# problem_2.py
# .alias() does not work either
import json
t_env = TableEnvironment.create(EnvironmentSettings.in_streaming_mode())
table = t_env.from_elements(
elements=[
(1, '{"name": "Flink"}'),
(2, '{"name": "hello"}'),
(3, '{"name": "world"}'),
(4, '{"name": "PyFlink"}')
],
schema=['id', 'data'],
).alias('id', 'data')
@udf(
result_type=(
'Row<id INT, name STRING>'
),
)
def example_map(row: Row):
print('\n'*3, f'{row=}', '\n'*3)
# will print:
# row=Row(f0=1, f1='{"name": "Flink"}')
# expected:
# row=Row(id=1, data='{"name": "Flink"}')

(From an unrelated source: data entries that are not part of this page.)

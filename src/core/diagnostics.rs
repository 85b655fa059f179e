//! Recoverable conditions collected during import and export.
//!
//! Warnings never interrupt control flow; they are logged when recorded and
//! surfaced to the caller in aggregate.

use serde::Serialize;
use std::fmt;

use crate::util::LengthUnit;

/// Why an entity produced no output.
#[derive(Clone, Copy, Debug, PartialEq, Eq, Serialize)]
#[serde(rename_all = "snake_case")]
pub enum EmptyReason {
    /// Every label was removed by the selection masks.
    NoLabels,
    /// Labels were retained but none had a valid sample.
    NoKeyframes,
}

/// A recoverable condition.
#[derive(Clone, Debug, PartialEq, Serialize)]
#[serde(tag = "kind", rename_all = "snake_case")]
pub enum Warning {
    /// Section unit unknown; a default unit was assumed.
    UnitAssumed {
        section: String,
        assumed: LengthUnit,
        reason: String,
    },
    /// Screen axis parameters missing or unusable; default orientation used.
    OrientationNotParsed { section: String },
    /// Entity skipped.
    EmptyEntity { entity: String, reason: EmptyReason },
    /// Single event skipped.
    MalformedEvent { index: usize, reason: String },
    /// All-zero terminal frame excluded from the frame range.
    TrailingFrameDropped { frame: i64 },
    /// Frames declared in the header but never delivered by the stream.
    MissingFrames { count: usize },
    /// Export scope contained nothing animatable.
    NoAnimatableEntities,
}

impl fmt::Display for Warning {
    fn fmt(&self, f: &mut fmt::Formatter<'_>) -> fmt::Result {
        match self {
            Self::UnitAssumed { section, assumed, reason } => write!(
                f,
                "unit of {} data unknown ({}), assuming {}",
                section, reason, assumed
            ),
            Self::OrientationNotParsed { section } => write!(
                f,
                "unable to parse X/Y_SCREEN information for {} data, manual adjustment to orientation may be necessary",
                section
            ),
            Self::EmptyEntity { entity, reason: EmptyReason::NoLabels } => {
                write!(f, "all POINT data was culled for entity '{}'", entity)
            }
            Self::EmptyEntity { entity, reason: EmptyReason::NoKeyframes } => {
                write!(f, "no valid POINT data for entity '{}'", entity)
            }
            Self::MalformedEvent { index, reason } => {
                write!(f, "skipped event {}: {}", index, reason)
            }
            Self::TrailingFrameDropped { frame } => {
                write!(f, "terminal frame {} is all zero and was excluded", frame)
            }
            Self::MissingFrames { count } => {
                write!(f, "{} declared frames were not present in the stream", count)
            }
            Self::NoAnimatableEntities => write!(f, "no animatable entities found for export"),
        }
    }
}

/// Warning accumulator.
#[derive(Clone, Debug, Default, Serialize)]
#[serde(transparent)]
pub struct Diagnostics {
    warnings: Vec<Warning>,
}

impl Diagnostics {
    pub fn new() -> Self {
        Self::default()
    }

    /// Record a warning.
    pub fn push(&mut self, warning: Warning) {
        tracing::warn!("{}", warning);
        self.warnings.push(warning);
    }

    /// Merge warnings recorded elsewhere (already logged).
    pub fn extend(&mut self, other: Diagnostics) {
        self.warnings.extend(other.warnings);
    }

    pub fn iter(&self) -> impl Iterator<Item = &Warning> {
        self.warnings.iter()
    }

    pub fn len(&self) -> usize {
        self.warnings.len()
    }

    pub fn is_empty(&self) -> bool {
        self.warnings.is_empty()
    }

    /// Check if any warning matches a predicate.
    pub fn any(&self, pred: impl Fn(&Warning) -> bool) -> bool {
        self.warnings.iter().any(pred)
    }

    pub fn into_vec(self) -> Vec<Warning> {
        self.warnings
    }
}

data = json.loads(row.data)
return Row(row.id, data['name'])
# Will raise with
# ValueError: 'data' is not in list
flow = (
table
.map(example_map)
.execute().print()
)
On Fri, Oct 27, 2023 at 2:14 PM Alexey Sergeev <[email protected]> wrote:
>
> Hi everyone,
>
>
> Python Table API seems to be a little bit buggy.
>
> Some minimal examples of strange behaviors here:
>
> https://gist.github.com/nrdhm/88322a68fc3e9a14a5f4ab6ec13403cf
>
>
>
> Was testing in pyflink-shell in our small cluster with Flink 1.17.
>
> Docker image: flink:1.17.1-scala_2.12-java11
>
>
>
> The third problem with pandas UDF concerns me the most.
>
>
>
> It seems like Vectorized UDF do not work at all with .filter() /.where()
> calls.
>
> Columns name are reset to default f0, f1, …, fN and values are not being
> filtered.
>
>
> And so, I have some questions:
>
> 1. Was you able to reproduce these problems?
> 2. Is it the expected behavior?
> 3. How can we get around this?
>
> Best regards, Alexey